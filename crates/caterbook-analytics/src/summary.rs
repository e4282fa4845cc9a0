//! Summary statistics for the dashboard
//!
//! Everything here is a pure function of the store's current contents and
//! an evaluation instant. Nothing is cached; callers recompute after every
//! mutation.

use chrono::{DateTime, Datelike, Utc};
use serde::{Deserialize, Serialize};

use caterbook_domain::{Document, DocumentKind};
use caterbook_store::DocumentStore;

/// Aggregate statistics over both document sequences.
///
/// Revenue figures sum invoice totals only; quotes never contribute.
/// `outstanding_balance` counts the full total of every non-Paid invoice.
/// Partial payments are not tracked, so a Partially Paid invoice is still
/// fully outstanding here.
#[derive(Debug, Clone, PartialEq, Serialize, Deserialize)]
#[serde(rename_all = "camelCase")]
pub struct Summary {
    /// Number of quotes
    pub total_quotes: usize,
    /// Number of invoices
    pub total_invoices: usize,
    /// Invoices with status Paid
    pub paid_count: usize,
    /// Sum of all invoice totals, any status
    pub total_revenue: f64,
    /// Sum of Paid invoice totals
    pub paid_revenue: f64,
    /// Sum of non-Paid invoice totals
    pub outstanding_balance: f64,
    /// Sum of invoice totals created in the evaluation instant's calendar month
    pub monthly_revenue: f64,
}

impl Summary {
    /// Compute statistics from document sequences at a given instant.
    ///
    /// `now` only drives the monthly-revenue bucket; the same inputs and
    /// instant always produce the same summary.
    pub fn compute(quotes: &[Document], invoices: &[Document], now: DateTime<Utc>) -> Self {
        let paid: Vec<&Document> = invoices.iter().filter(|inv| inv.status.is_paid()).collect();

        let total_revenue: f64 = invoices.iter().map(|inv| inv.total).sum();
        let paid_revenue: f64 = paid.iter().map(|inv| inv.total).sum();
        let outstanding_balance: f64 = invoices
            .iter()
            .filter(|inv| !inv.status.is_paid())
            .map(|inv| inv.total)
            .sum();

        let monthly_revenue: f64 = invoices
            .iter()
            .filter(|inv| {
                inv.created_at.month() == now.month() && inv.created_at.year() == now.year()
            })
            .map(|inv| inv.total)
            .sum();

        Self {
            total_quotes: quotes.len(),
            total_invoices: invoices.len(),
            paid_count: paid.len(),
            total_revenue,
            paid_revenue,
            outstanding_balance,
            monthly_revenue,
        }
    }

    /// All-zero summary (the empty store).
    pub fn empty() -> Self {
        Self::compute(&[], &[], Utc::now())
    }
}

/// Summarize the store's current contents as of now.
pub fn summarize(store: &DocumentStore) -> Summary {
    Summary::compute(
        &store.documents(DocumentKind::Quote),
        &store.documents(DocumentKind::Invoice),
        Utc::now(),
    )
}

#[cfg(test)]
mod tests {
    use super::*;
    use caterbook_domain::{DocumentDraft, DocumentStatus};
    use chrono::TimeZone;
    use rstest::rstest;

    fn invoice(total: f64, status: DocumentStatus, created_at: DateTime<Utc>) -> Document {
        let mut doc = DocumentDraft {
            total,
            ..DocumentDraft::new(DocumentKind::Invoice)
        }
        .into_document("INV-1234".into(), created_at);
        doc.status = status;
        doc
    }

    fn quote(total: f64) -> Document {
        DocumentDraft {
            total,
            ..DocumentDraft::new(DocumentKind::Quote)
        }
        .into_document("QT-1234".into(), Utc::now())
    }

    fn at(year: i32, month: u32) -> DateTime<Utc> {
        Utc.with_ymd_and_hms(year, month, 15, 12, 0, 0).unwrap()
    }

    #[test]
    fn empty_store_is_all_zero() {
        let summary = Summary::compute(&[], &[], Utc::now());
        assert_eq!(summary.total_quotes, 0);
        assert_eq!(summary.total_invoices, 0);
        assert_eq!(summary.paid_count, 0);
        assert_eq!(summary.total_revenue, 0.0);
        assert_eq!(summary.outstanding_balance, 0.0);
        assert_eq!(summary.monthly_revenue, 0.0);
    }

    #[test]
    fn single_unpaid_invoice_is_fully_outstanding() {
        let now = at(2026, 8);
        let invoices = vec![invoice(1500.0, DocumentStatus::Unpaid, now)];
        let summary = Summary::compute(&[], &invoices, now);
        assert_eq!(summary.total_revenue, 1500.0);
        assert_eq!(summary.outstanding_balance, 1500.0);
        assert_eq!(summary.paid_count, 0);
    }

    #[test]
    fn paying_moves_balance_not_revenue() {
        let now = at(2026, 8);
        let invoices = vec![invoice(1000.0, DocumentStatus::Paid, now)];
        let summary = Summary::compute(&[], &invoices, now);
        assert_eq!(summary.total_revenue, 1000.0);
        assert_eq!(summary.paid_revenue, 1000.0);
        assert_eq!(summary.outstanding_balance, 0.0);
        assert_eq!(summary.paid_count, 1);
    }

    #[rstest]
    #[case(DocumentStatus::Unpaid, 700.0)]
    #[case(DocumentStatus::PartiallyPaid, 700.0)]
    #[case(DocumentStatus::Paid, 0.0)]
    fn outstanding_counts_full_total_unless_paid(
        #[case] status: DocumentStatus,
        #[case] expected: f64,
    ) {
        let now = at(2026, 8);
        let summary = Summary::compute(&[], &[invoice(700.0, status, now)], now);
        assert_eq!(summary.outstanding_balance, expected);
    }

    #[test]
    fn outstanding_plus_paid_equals_total() {
        let now = at(2026, 8);
        let invoices = vec![
            invoice(1000.0, DocumentStatus::Paid, now),
            invoice(250.0, DocumentStatus::PartiallyPaid, now),
            invoice(400.0, DocumentStatus::Unpaid, at(2026, 7)),
        ];
        let summary = Summary::compute(&[], &invoices, now);
        assert_eq!(
            summary.outstanding_balance + summary.paid_revenue,
            summary.total_revenue
        );
    }

    #[test]
    fn monthly_revenue_buckets_by_calendar_month() {
        let now = at(2026, 8);
        let invoices = vec![
            invoice(100.0, DocumentStatus::Unpaid, at(2026, 8)),
            invoice(200.0, DocumentStatus::Paid, at(2026, 7)),
            invoice(400.0, DocumentStatus::Unpaid, at(2025, 8)),
        ];
        let summary = Summary::compute(&[], &invoices, now);
        assert_eq!(summary.monthly_revenue, 100.0);
        assert_eq!(summary.total_revenue, 700.0);
    }

    #[test]
    fn quotes_count_but_never_earn() {
        let now = at(2026, 8);
        let quotes = vec![quote(5000.0), quote(2500.0)];
        let summary = Summary::compute(&quotes, &[], now);
        assert_eq!(summary.total_quotes, 2);
        assert_eq!(summary.total_revenue, 0.0);
    }

    #[test]
    fn recompute_without_mutation_is_identical() {
        let now = at(2026, 8);
        let invoices = vec![
            invoice(10.0, DocumentStatus::Unpaid, now),
            invoice(20.0, DocumentStatus::Paid, now),
        ];
        let a = Summary::compute(&[], &invoices, now);
        let b = Summary::compute(&[], &invoices, now);
        assert_eq!(a, b);
    }

    #[test]
    fn serializes_with_dashboard_keys() {
        let json = serde_json::to_value(Summary::empty()).unwrap();
        for key in [
            "totalQuotes",
            "totalInvoices",
            "paidCount",
            "totalRevenue",
            "paidRevenue",
            "outstandingBalance",
            "monthlyRevenue",
        ] {
            assert!(json.get(key).is_some(), "missing key {key}");
        }
    }
}
use thiserror::Error;

/// Errors from the export layer.
///
/// Unlike the store's silent-recovery reads, export failures always
/// surface: a half-configured business profile or a layout that will not
/// compile must reach the user.
#[derive(Debug, Error)]
pub enum ExportError {
    #[error("profile read error: {0}")]
    Io(#[from] std::io::Error),

    #[error("profile parse error: {0}")]
    Profile(#[from] toml::de::Error),

    /// Typst compilation failed with source errors
    #[error("Typst compilation error: {0}")]
    Compile(String),

    /// PDF generation failed after successful compilation
    #[error("PDF generation error: {0}")]
    Pdf(String),
}
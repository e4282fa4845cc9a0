//! What goes on an exported document, independent of how it is drawn.

use caterbook_domain::Document;
use caterbook_pricing::{ChargeSheet, Totals};

use crate::profile::BusinessProfile;

/// One row of the charges table.
#[derive(Debug, Clone, PartialEq)]
pub struct LineItem {
    pub description: String,
    pub quantity: f64,
    pub unit_price: f64,
    pub total: f64,
}

/// A document ready to export: the saved record, its charge breakdown,
/// and the issuing business.
#[derive(Debug, Clone)]
pub struct ExportJob {
    pub document: Document,
    pub charges: ChargeSheet,
    pub profile: BusinessProfile,
}

impl ExportJob {
    pub fn new(document: Document, charges: ChargeSheet, profile: BusinessProfile) -> Self {
        Self {
            document,
            charges,
            profile,
        }
    }

    pub fn totals(&self) -> Totals {
        self.charges.totals()
    }

    /// The charges table: the catering service row, plus a transport row
    /// when transport was actually charged.
    pub fn line_items(&self) -> Vec<LineItem> {
        let totals = self.totals();
        let mut items = vec![LineItem {
            description: self.profile.service_description.clone(),
            quantity: self.charges.guest_count,
            unit_price: self.charges.price_per_guest,
            total: totals.food_total,
        }];
        if totals.transport_total > 0.0 {
            items.push(LineItem {
                description: "Transport".into(),
                quantity: 1.0,
                unit_price: totals.transport_total,
                total: totals.transport_total,
            });
        }
        items
    }

    /// Download filename, safe for any filesystem: `caterbook_invoice_INV-1234.pdf`.
    pub fn filename(&self) -> String {
        let id: String = self
            .document
            .id
            .chars()
            .map(|c| if c.is_ascii_alphanumeric() || c == '-' { c } else { '_' })
            .collect();
        format!("caterbook_{}_{}.pdf", self.document.kind.slug(), id)
    }
}
//! Issuer identity printed on exported documents.
//!
//! Loaded from a TOML file so the same build serves any catering
//! business:
//!
//! ```toml
//! name = "Hilltop Catering"
//! tagline = "Premium event catering"
//! location = "Howick, KwaZulu-Natal"
//! email = "bookings@hilltop.example"
//! phone = "+27 78 000 0000"
//! website = "www.hilltop.example"
//! service_description = "3 Course Catering Services"
//!
//! [banking]
//! account_name = "Hilltop Catering (Pty) Ltd"
//! bank = "First National Bank"
//! account_number = "6300000000"
//! branch_code = "250655"
//! reference_note = "Name & Date Of Event"
//! ```

use std::path::{Path, PathBuf};

use serde::{Deserialize, Serialize};

use crate::error::ExportError;

/// EFT details shown in the banking section.
#[derive(Debug, Clone, Default, PartialEq, Serialize, Deserialize)]
pub struct BankingDetails {
    #[serde(default)]
    pub account_name: String,
    #[serde(default)]
    pub bank: String,
    #[serde(default)]
    pub account_number: String,
    #[serde(default)]
    pub branch_code: String,
    /// What the payer should put in the payment reference field.
    #[serde(default)]
    pub reference_note: String,
}

/// The issuing business as it appears on every document.
#[derive(Debug, Clone, PartialEq, Serialize, Deserialize)]
pub struct BusinessProfile {
    pub name: String,
    #[serde(default)]
    pub tagline: String,
    #[serde(default)]
    pub location: String,
    #[serde(default)]
    pub email: String,
    #[serde(default)]
    pub phone: String,
    #[serde(default)]
    pub whatsapp: String,
    #[serde(default)]
    pub website: String,
    /// Description used for the catering line item.
    #[serde(default = "default_service_description")]
    pub service_description: String,
    /// Due-date line printed in the document header.
    #[serde(default = "default_due_note")]
    pub due_note: String,
    #[serde(default)]
    pub banking: BankingDetails,
}

fn default_service_description() -> String {
    "Catering Services".into()
}

fn default_due_note() -> String {
    "Payment required immediately".into()
}

impl BusinessProfile {
    /// A profile with just a name; everything else at its default.
    pub fn named(name: impl Into<String>) -> Self {
        Self {
            name: name.into(),
            tagline: String::new(),
            location: String::new(),
            email: String::new(),
            phone: String::new(),
            whatsapp: String::new(),
            website: String::new(),
            service_description: default_service_description(),
            due_note: default_due_note(),
            banking: BankingDetails::default(),
        }
    }

    /// Load a profile from a TOML file.
    pub fn from_toml_file(path: &Path) -> Result<Self, ExportError> {
        let text = std::fs::read_to_string(path)?;
        Ok(toml::from_str(&text)?)
    }

    /// The footer contact strip: phone/whatsapp and website, skipping
    /// whatever is unset.
    pub fn contact_line(&self) -> String {
        let mut parts = Vec::new();
        if !self.whatsapp.is_empty() {
            parts.push(format!("WhatsApp: {}", self.whatsapp));
        } else if !self.phone.is_empty() {
            parts.push(self.phone.clone());
        }
        if !self.website.is_empty() {
            parts.push(self.website.clone());
        }
        parts.join(" | ")
    }
}

/// Default per-user location of the profile file.
pub fn default_profile_path() -> PathBuf {
    dirs::config_dir()
        .unwrap_or_else(|| Path::new(".").to_path_buf())
        .join("caterbook/profile.toml")
}
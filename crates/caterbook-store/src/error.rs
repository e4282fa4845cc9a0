/// Errors from the document store.
///
/// A missing or unreadable blob is not an error (the store loads as
/// empty); these cover the write path, where failure means the mutation
/// was lost and the caller must tell the user.
#[derive(Debug, thiserror::Error)]
pub enum StoreError {
    #[error("storage error: {0}")]
    Storage(String),

    #[error("serialization error: {0}")]
    Serialize(#[from] serde_json::Error),
}
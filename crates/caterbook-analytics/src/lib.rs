pub mod summary;

pub use summary::{summarize, Summary};
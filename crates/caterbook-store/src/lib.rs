pub mod backend;
pub mod error;
pub mod store;

pub use backend::{default_data_dir, FileBackend, KeyValue, MemoryBackend};
pub use error::StoreError;
pub use store::{DocumentStore, StoreData, STORAGE_KEY};
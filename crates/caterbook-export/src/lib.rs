pub mod error;
pub mod layout;
pub mod profile;
pub mod typst_source;

#[cfg(feature = "typst-render")]
pub mod render;

pub use error::ExportError;
pub use layout::{ExportJob, LineItem};
pub use profile::{default_profile_path, BankingDetails, BusinessProfile};

#[cfg(feature = "typst-render")]
pub use render::render_pdf;
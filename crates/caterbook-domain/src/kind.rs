//! Document kinds.

use serde::{Deserialize, Serialize};

use crate::status::DocumentStatus;

/// Whether a document is a quote or an invoice.
#[derive(Debug, Clone, Copy, PartialEq, Eq, Hash, Serialize, Deserialize)]
#[serde(rename_all = "lowercase")]
pub enum DocumentKind {
    Quote,
    Invoice,
}

impl DocumentKind {
    /// Prefix for generated document ids (`QT-1234`, `INV-5678`).
    pub fn id_prefix(&self) -> &'static str {
        match self {
            Self::Quote => "QT",
            Self::Invoice => "INV",
        }
    }

    /// Status assigned at creation.
    pub fn initial_status(&self) -> DocumentStatus {
        match self {
            Self::Quote => DocumentStatus::Pending,
            Self::Invoice => DocumentStatus::Unpaid,
        }
    }

    /// Display name for UI and exported documents.
    pub fn display_name(&self) -> &'static str {
        match self {
            Self::Quote => "Quote",
            Self::Invoice => "Invoice",
        }
    }

    /// Lowercase slug used in filenames and the wire format.
    pub fn slug(&self) -> &'static str {
        match self {
            Self::Quote => "quote",
            Self::Invoice => "invoice",
        }
    }
}
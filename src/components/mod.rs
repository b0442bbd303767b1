pub mod chips;
pub mod footer;
pub mod help;
pub mod helpers;
pub mod suggestions;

::::

Work to complete: Using the records above, list each line that includes "BusinessProfile".

Solution to this exercise:
use crate::profile::BusinessProfile;
    pub profile: BusinessProfile,
    pub fn new(document: Document, charges: ChargeSheet, profile: BusinessProfile) -> Self {
pub struct BusinessProfile {
impl BusinessProfile {
pub use profile::{default_profile_path, BankingDetails, BusinessProfile};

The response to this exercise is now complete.